*** Opening of Supplied information ***

#[cfg(test)]
mod tests {
    use super::*;
    use crate::ui::elements::Priority;
    use crossbeam::channel::unbounded;

    fn attached(element: &Element) -> crossbeam::channel::Receiver<SessionMessage> {
        let (inbox, receiver) = unbounded();
        element
            .attach(ElementLink {
                session_id: 7,
                owner: "test".to_string(),
                viewer: Arc::from("viewer"),
                inbox,
            })
            .unwrap();
        receiver
    }

    fn changes(receiver: &crossbeam::channel::Receiver<SessionMessage>) -> usize {
        receiver
            .try_iter()
            .filter(|m| matches!(m, SessionMessage::ElementChanged(_)))
            .count()
    }

    #[test]
    fn test_builder() {
        let element = ElementState::static_text("hello")
            .with_id("greeting")
            .with_position(10.0, 300.0)
            .with_align(HorizontalAlign::Left)
            .with_anchor(VerticalAnchor::Top)
            .with_font_size(32)
            .build();

        assert_eq!(element.id(), "greeting");
        assert_eq!(element.font_size(), 32);
        match element.kind() {
            ElementKind::Static(layout) => {
                assert_eq!((layout.x, layout.y), (10.0, 300.0));
                assert_eq!(layout.align, HorizontalAlign::Left);
                assert_eq!(layout.anchor, VerticalAnchor::Top);
            }
            ElementKind::Dynamic(_) => panic!("expected a static element"),
        }
        assert_eq!(element.resolve_text("viewer"), "hello");
    }

    #[test]
    fn test_dynamic_builder_sets_target() {
        let element = ElementState::dynamic_text("float")
            .with_position(50.0, 400.0)
            .with_dynamic(|layout| layout.priority = Priority::High)
            .build();

        match element.kind() {
            ElementKind::Dynamic(layout) => {
                assert_eq!((layout.target_x, layout.target_y), (50.0, 400.0));
                assert_eq!(layout.priority, Priority::High);
            }
            ElementKind::Static(_) => panic!("expected a floating element"),
        }
    }

    #[test]
    fn test_mutation_notifies_session() {
        let element = ElementState::static_text("a").build();
        let receiver = attached(&element);

        element.set_text("b");
        element.set_font_size(30);
        assert_eq!(changes(&receiver), 2);
    }

    #[test]
    fn test_unchanged_value_is_silent() {
        let element = ElementState::static_text("a").build();
        let receiver = attached(&element);

        element.set_text("a");
        element.set_hidden(false);
        assert_eq!(changes(&receiver), 0);
    }

    #[test]
    fn test_hidden_element_stays_silent() {
        let element = ElementState::static_text("a").with_hidden(true).build();
        let receiver = attached(&element);

        element.set_text("b");
        element.update(|state| state.font_size = 40);
        assert_eq!(changes(&receiver), 0);

        element.set_hidden(false);
        assert_eq!(changes(&receiver), 1);

        element.set_hidden(true);
        assert_eq!(changes(&receiver), 1);
    }

    #[test]
    fn test_attach_twice_fails() {
        let element = ElementState::static_text("a").build();
        let _receiver = attached(&element);

        let (inbox, _other) = unbounded();
        let second = element.attach(ElementLink {
            session_id: 8,
            owner: "other".to_string(),
            viewer: Arc::from("viewer"),
            inbox,
        });
        assert!(matches!(second, Err(SessionError::AlreadyAttached)));

        assert!(!element.detach(8));
        assert!(element.detach(7));
        assert!(!element.is_attached());
    }

    #[test]
    fn test_callback_sees_viewer() {
        let element = ElementState::static_text("")
            .with_id("clock")
            .with_callback(|ctx| Ok(format!("{}:{}", ctx.element.id(), ctx.viewer)))
            .build();
        assert_eq!(element.resolve_text("alice"), "clock:alice");
    }

    #[test]
    fn test_failing_callback_resolves_empty() {
        let failing = ElementState::static_text("")
            .with_callback(|_| Err("no data".into()))
            .build();
        assert_eq!(failing.resolve_text("viewer"), "");

        let panicking = ElementState::static_text("")
            .with_callback(|_| panic!("callback bug"))
            .build();
        assert_eq!(panicking.resolve_text("viewer"), "");
    }

    #[test]
    fn test_mutation_feeds_estimator() {
        let element = ElementState::static_text("a").build();
        element.set_text("b");
        assert_eq!(element.estimator().sample_count(), 1);
    }
}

*** Close of Supplied information ***

**Exercise**
Print all of the entries again, exactly as written.

**Task response**
#[cfg(test)]
mod tests {
    use super::*;
    use crate::ui::elements::Priority;
    use crossbeam::channel::unbounded;

    fn attached(element: &Element) -> crossbeam::channel::Receiver<SessionMessage> {
        let (inbox, receiver) = unbounded();
        element
            .attach(ElementLink {
                session_id: 7,
                owner: "test".to_string(),
                viewer: Arc::from("viewer"),
                inbox,
            })
            .unwrap();
        receiver
    }

    fn changes(receiver: &crossbeam::channel::Receiver<SessionMessage>) -> usize {
        receiver
            .try_iter()
            .filter(|m| matches!(m, SessionMessage::ElementChanged(_)))
            .count()
    }

    #[test]
    fn test_builder() {
        let element = ElementState::static_text("hello")
            .with_id("greeting")
            .with_position(10.0, 300.0)
            .with_align(HorizontalAlign::Left)
            .with_anchor(VerticalAnchor::Top)
            .with_font_size(32)
            .build();

        assert_eq!(element.id(), "greeting");
        assert_eq!(element.font_size(), 32);
        match element.kind() {
            ElementKind::Static(layout) => {
                assert_eq!((layout.x, layout.y), (10.0, 300.0));
                assert_eq!(layout.align, HorizontalAlign::Left);
                assert_eq!(layout.anchor, VerticalAnchor::Top);
            }
            ElementKind::Dynamic(_) => panic!("expected a static element"),
        }
        assert_eq!(element.resolve_text("viewer"), "hello");
    }

    #[test]
    fn test_dynamic_builder_sets_target() {
        let element = ElementState::dynamic_text("float")
            .with_position(50.0, 400.0)
            .with_dynamic(|layout| layout.priority = Priority::High)
            .build();

        match element.kind() {
            ElementKind::Dynamic(layout) => {
                assert_eq!((layout.target_x, layout.target_y), (50.0, 400.0));
                assert_eq!(layout.priority, Priority::High);
            }
            ElementKind::Static(_) => panic!("expected a floating element"),
        }
    }

    #[test]
    fn test_mutation_notifies_session() {
        let element = ElementState::static_text("a").build();
        let receiver = attached(&element);

        element.set_text("b");
        element.set_font_size(30);
        assert_eq!(changes(&receiver), 2);
    }

    #[test]
    fn test_unchanged_value_is_silent() {
        let element = ElementState::static_text("a").build();
        let receiver = attached(&element);

        element.set_text("a");
        element.set_hidden(false);
        assert_eq!(changes(&receiver), 0);
    }

    #[test]
    fn test_hidden_element_stays_silent() {
        let element = ElementState::static_text("a").with_hidden(true).build();
        let receiver = attached(&element);

        element.set_text("b");
        element.update(|state| state.font_size = 40);
        assert_eq!(changes(&receiver), 0);

        element.set_hidden(false);
        assert_eq!(changes(&receiver), 1);

        element.set_hidden(true);
        assert_eq!(changes(&receiver), 1);
    }

    #[test]
    fn test_attach_twice_fails() {
        let element = ElementState::static_text("a").build();
        let _receiver = attached(&element);

        let (inbox, _other) = unbounded();
        let second = element.attach(ElementLink {
            session_id: 8,
            owner: "other".to_string(),
            viewer: Arc::from("viewer"),
            inbox,
        });
        assert!(matches!(second, Err(SessionError::AlreadyAttached)));

        assert!(!element.detach(8));
        assert!(element.detach(7));
        assert!(!element.is_attached());
    }

    #[test]
    fn test_callback_sees_viewer() {
        let element = ElementState::static_text("")
            .with_id("clock")
            .with_callback(|ctx| Ok(format!("{}:{}", ctx.element.id(), ctx.viewer)))
            .build();
        assert_eq!(element.resolve_text("alice"), "clock:alice");
    }

    #[test]
    fn test_failing_callback_resolves_empty() {
        let failing = ElementState::static_text("")
            .with_callback(|_| Err("no data".into()))
            .build();
        assert_eq!(failing.resolve_text("viewer"), "");

        let panicking = ElementState::static_text("")
            .with_callback(|_| panic!("callback bug"))
            .build();
        assert_eq!(panicking.resolve_text("viewer"), "");
    }

    #[test]
    fn test_mutation_feeds_estimator() {
        let element = ElementState::static_text("a").build();
        element.set_text("b");
        assert_eq!(element.estimator().sample_count(), 1);
    }
}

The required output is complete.